Cavelight is likable as an album, in the sense that it often finds worthwhile grooves and almost never actively offends, but it depends on a limited group of strategies which begin to sound monotonous and interchangeable early on. Most tracks have some scratching (not even by Blockhead but by the generally capable DJ Omega One) and many have severed vocal samples. The beats, though effective, are seldom complex, and the bassline is usually sinister, with some cheese thrown in for good measure. The songs have the collage quality of DJ Shadow's work (especially "Sunday Seance") and seem to take well-meant cues from Rjd2 (especially "You've Got Maelstrom"), but lack the meticulousness and unpredictability that made Endtroducing..... and Deadringer so exciting.
Cavelight does get better toward the end, from the pleasantly jazz-inflected "Triptych Pt. 2" (parts 1 and 3 of which feature irritating uses of vocal pitchshifting) to the Headhunters mock-up "Jet Son" and the Fight Club-ready "Bullfight In Ireland." Unusual moments emerge the way they did on Labor Days – sitars not guitars, and the like – and the album improves noticeably as a result. Even "Insomniac Olympics," a by-the-book lament of driving percussion and funereal horns, is convincing enough to earn its place as last song/first single.

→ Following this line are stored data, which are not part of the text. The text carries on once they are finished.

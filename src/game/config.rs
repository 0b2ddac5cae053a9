use super::{GameConfigError, Strategy};

/// The fewest doors a game can have: the contestant's pick, one door for
/// the host to open and one door to switch to.
pub const MIN_DOORS: usize = 3;

/// Configuration for a single game of Monty Hall.
///
/// A `GameConfig` can only be built through [`GameConfig::new`], so every
/// value in circulation satisfies `door_count >= 3` and
/// `1 <= reveal_count <= door_count - 2`. The host can therefore always
/// find a door to open and a switching contestant always has somewhere to
/// go.
#[derive(Debug, Clone, Copy, PartialEq, Eq, Hash)]
#[cfg_attr(feature = "serde", derive(serde::Serialize))]
pub struct GameConfig {
    door_count: usize,
    reveal_count: usize,
    strategy: Strategy,
}

impl Default for GameConfig {
    /// The classic game: three doors, one goat revealed, and switching.
    fn default() -> Self {
        Self {
            door_count: MIN_DOORS,
            reveal_count: 1,
            strategy: Strategy::Switch,
        }
    }
}

impl GameConfig {
    /// Create a validated game configuration.
    ///
    /// # Errors
    ///
    /// - [`GameConfigError::NotEnoughDoors`] if `door_count < 3`
    /// - [`GameConfigError::TooManyRevealed`] if `reveal_count > door_count - 2`
    /// - [`GameConfigError::NotEnoughRevealed`] if `reveal_count == 0`
    ///
    /// # Examples
    ///
    /// ```
    /// use monty_hall::game::{GameConfig, GameConfigError, Strategy};
    ///
    /// let config = GameConfig::new(10, 8, Strategy::Switch).unwrap();
    /// assert_eq!(config.max_reveal_count(), 8);
    ///
    /// assert_eq!(
    ///     GameConfig::new(3, 0, Strategy::Stay),
    ///     Err(GameConfigError::NotEnoughRevealed)
    /// );
    /// ```
    pub fn new(
        door_count: usize,
        reveal_count: usize,
        strategy: Strategy,
    ) -> Result<Self, GameConfigError> {
        Self::validate_counts(door_count, reveal_count)?;
        Ok(Self {
            door_count,
            reveal_count,
            strategy,
        })
    }

    /// Check a door and reveal count pair without building a config.
    pub fn validate_counts(door_count: usize, reveal_count: usize) -> Result<(), GameConfigError> {
        if door_count < MIN_DOORS {
            return Err(GameConfigError::NotEnoughDoors { door_count });
        }

        let max_reveal = door_count - 2;
        if reveal_count > max_reveal {
            return Err(GameConfigError::TooManyRevealed {
                reveal_count,
                door_count,
                max_reveal,
            });
        }

        if reveal_count == 0 {
            return Err(GameConfigError::NotEnoughRevealed);
        }

        Ok(())
    }

    pub fn door_count(&self) -> usize {
        self.door_count
    }

    pub fn reveal_count(&self) -> usize {
        self.reveal_count
    }

    pub fn strategy(&self) -> Strategy {
        self.strategy
    }

    /// The largest legal reveal count for this many doors.
    pub fn max_reveal_count(&self) -> usize {
        self.door_count - 2
    }

    /// A copy of this config with a different strategy.
    pub fn with_strategy(self, strategy: Strategy) -> Self {
        Self { strategy, ..self }
    }

    /// The exact probability of winning the car.
    ///
    /// Staying wins whenever the first pick was right, `1 / N`. Switching
    /// only wins when the first pick was wrong, `(N - 1) / N`, and the
    /// uniform switch then lands on the car among the `N - R - 1` doors
    /// still closed, giving `(N - 1) / (N * (N - R - 1))`.
    pub fn theoretical_win_probability(&self) -> f64 {
        let doors = self.door_count as f64;
        match self.strategy {
            Strategy::Stay => 1.0 / doors,
            Strategy::Switch => {
                let closed_alternatives = (self.door_count - self.reveal_count - 1) as f64;
                (doors - 1.0) / (doors * closed_alternatives)
            }
        }
    }
}
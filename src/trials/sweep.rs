use rand::Rng;
use tracing::event;

use crate::game::{GameConfig, GameConfigError, Strategy};

use super::error::{Result, TrialsError};
use super::result::SimulationResult;
use super::runner::run_trials;

/// Run `game_instances` games for every legal reveal count of `door_count`.
///
/// Results come back ordered by reveal count, from one up to
/// `door_count - 2`. All games draw from the same generator.
///
/// # Errors
///
/// Returns an error if `door_count < 3` or `game_instances == 0`.
pub fn sweep_reveal_counts<R: Rng + ?Sized>(
    door_count: usize,
    strategy: Strategy,
    game_instances: usize,
    rng: &mut R,
) -> Result<Vec<SimulationResult>> {
    if door_count < 3 {
        return Err(GameConfigError::NotEnoughDoors { door_count }.into());
    }
    if game_instances == 0 {
        return Err(TrialsError::NotEnoughGames);
    }

    (1..=door_count - 2)
        .map(|reveal_count| -> Result<SimulationResult> {
            let config = GameConfig::new(door_count, reveal_count, strategy)?;
            let result = run_trials(&config, game_instances, rng);
            event!(
                tracing::Level::DEBUG,
                door_count,
                reveal_count,
                car_ratio = result.car_ratio(),
                "Finished sweep step"
            );
            Ok(result)
        })
        .collect()
}

#[cfg(test)]
mod tests {
    use approx::assert_relative_eq;
    use rand::{SeedableRng, rngs::StdRng};

    use crate::test_util::{assert_near_theoretical, assert_valid_simulation_result};

    use super::*;

    #[test]
    fn test_sweep_covers_every_reveal_count() {
        let mut rng = StdRng::seed_from_u64(42);
        let results = sweep_reveal_counts(6, Strategy::Stay, 100, &mut rng).unwrap();

        let reveals: Vec<usize> = results.iter().map(|r| r.config().reveal_count()).collect();
        assert_eq!(reveals, vec![1, 2, 3, 4]);
        for result in &results {
            assert_eq!(result.game_instances(), 100);
            assert_valid_simulation_result(result);
        }
    }

    #[test]
    fn test_three_doors_has_one_step() {
        let mut rng = StdRng::seed_from_u64(42);
        let results = sweep_reveal_counts(3, Strategy::Switch, 10, &mut rng).unwrap();
        assert_eq!(results.len(), 1);
    }

    #[test_log::test]
    fn test_switching_improves_with_more_reveals() {
        let mut rng = StdRng::seed_from_u64(42);
        let results = sweep_reveal_counts(10, Strategy::Switch, 40_000, &mut rng).unwrap();

        // The gaps between neighbouring reveal counts are at least 0.01,
        // far wider than the noise at this many games.
        let ratios: Vec<f64> = results.iter().map(|r| r.car_ratio()).collect();
        assert!(
            ratios.windows(2).all(|w| w[0] < w[1]),
            "Expected increasing ratios, got {ratios:?}"
        );

        let last = results.last().unwrap();
        assert_relative_eq!(last.theoretical_car_ratio(), 0.9);
        for result in &results {
            assert_near_theoretical(result, 5.0);
        }
    }

    #[test]
    fn test_staying_ignores_reveals() {
        let mut rng = StdRng::seed_from_u64(3);
        let results = sweep_reveal_counts(5, Strategy::Stay, 20_000, &mut rng).unwrap();
        for result in &results {
            assert_near_theoretical(result, 5.0);
            assert_relative_eq!(result.theoretical_car_ratio(), 0.2);
        }
    }

    #[test]
    fn test_sweep_rejects_bad_input() {
        let mut rng = StdRng::seed_from_u64(0);
        assert!(matches!(
            sweep_reveal_counts(2, Strategy::Switch, 10, &mut rng),
            Err(TrialsError::InvalidGame(GameConfigError::NotEnoughDoors {
                door_count: 2
            }))
        ));
        assert!(matches!(
            sweep_reveal_counts(4, Strategy::Switch, 0, &mut rng),
            Err(TrialsError::NotEnoughGames)
        ));
    }
}
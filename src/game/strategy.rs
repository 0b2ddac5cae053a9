use std::fmt::Display;
use std::str::FromStr;

use super::GameConfigError;

/// What the contestant does once the host has finished opening doors.
#[derive(Debug, Clone, Copy, PartialEq, Eq, Hash, Default)]
#[cfg_attr(feature = "serde", derive(serde::Serialize, serde::Deserialize))]
pub enum Strategy {
    /// Move to a different closed door chosen uniformly at random.
    #[default]
    Switch,
    /// Keep the door picked at the start of the game.
    Stay,
}

impl Strategy {
    /// Both strategies, in the order they are usually reported.
    pub const ALL: [Strategy; 2] = [Strategy::Switch, Strategy::Stay];

    /// The literal token used on the command line.
    pub fn as_str(&self) -> &'static str {
        match self {
            Strategy::Switch => "Switch",
            Strategy::Stay => "Stay",
        }
    }
}

impl Display for Strategy {
    fn fmt(&self, f: &mut std::fmt::Formatter<'_>) -> std::fmt::Result {
        f.write_str(self.as_str())
    }
}

impl FromStr for Strategy {
    type Err = GameConfigError;

    /// Parsing is case sensitive: only `Switch` and `Stay` are accepted.
    fn from_str(s: &str) -> Result<Self, Self::Err> {
        match s {
            "Switch" => Ok(Strategy::Switch),
            "Stay" => Ok(Strategy::Stay),
            other => Err(GameConfigError::UnknownStrategy(other.to_string())),
        }
    }
}

#[cfg(test)]
mod tests {
    use super::*;

    #[test]
    fn test_parse_known_strategies() {
        assert_eq!("Switch".parse::<Strategy>(), Ok(Strategy::Switch));
        assert_eq!("Stay".parse::<Strategy>(), Ok(Strategy::Stay));
    }

    #[test]
    fn test_parse_is_case_sensitive() {
        for bad in ["switch", "STAY", "stay", " Switch", ""] {
            assert_eq!(
                bad.parse::<Strategy>(),
                Err(GameConfigError::UnknownStrategy(bad.to_string()))
            );
        }
    }

    #[test]
    fn test_display_round_trips_through_parse() {
        for strategy in Strategy::ALL {
            assert_eq!(strategy.to_string().parse::<Strategy>(), Ok(strategy));
        }
    }

    #[cfg(feature = "serde")]
    #[test]
    fn test_serde_uses_variant_names() {
        let json = serde_json::to_string(&Strategy::Stay).unwrap();
        assert_eq!(json, "\"Stay\"");
        let back: Strategy = serde_json::from_str("\"Switch\"").unwrap();
        assert_eq!(back, Strategy::Switch);
    }
}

Nonetheless, the feeling remains that something is missing, be it the presence of an MC or the more human flourishes that Blockhead's innumerable contemporaries employ. It seems that his earlier tracks, produced with the intent of being subservient to lightning-fast lyrics, still have more exciting elements than most of these do. (To wit, a bonus second disc comes with some editions of the CD featuring nothing but instrumentals from Aesop Rock albums.) Cavelight is agreeable for background music and lackluster for a hip hop album.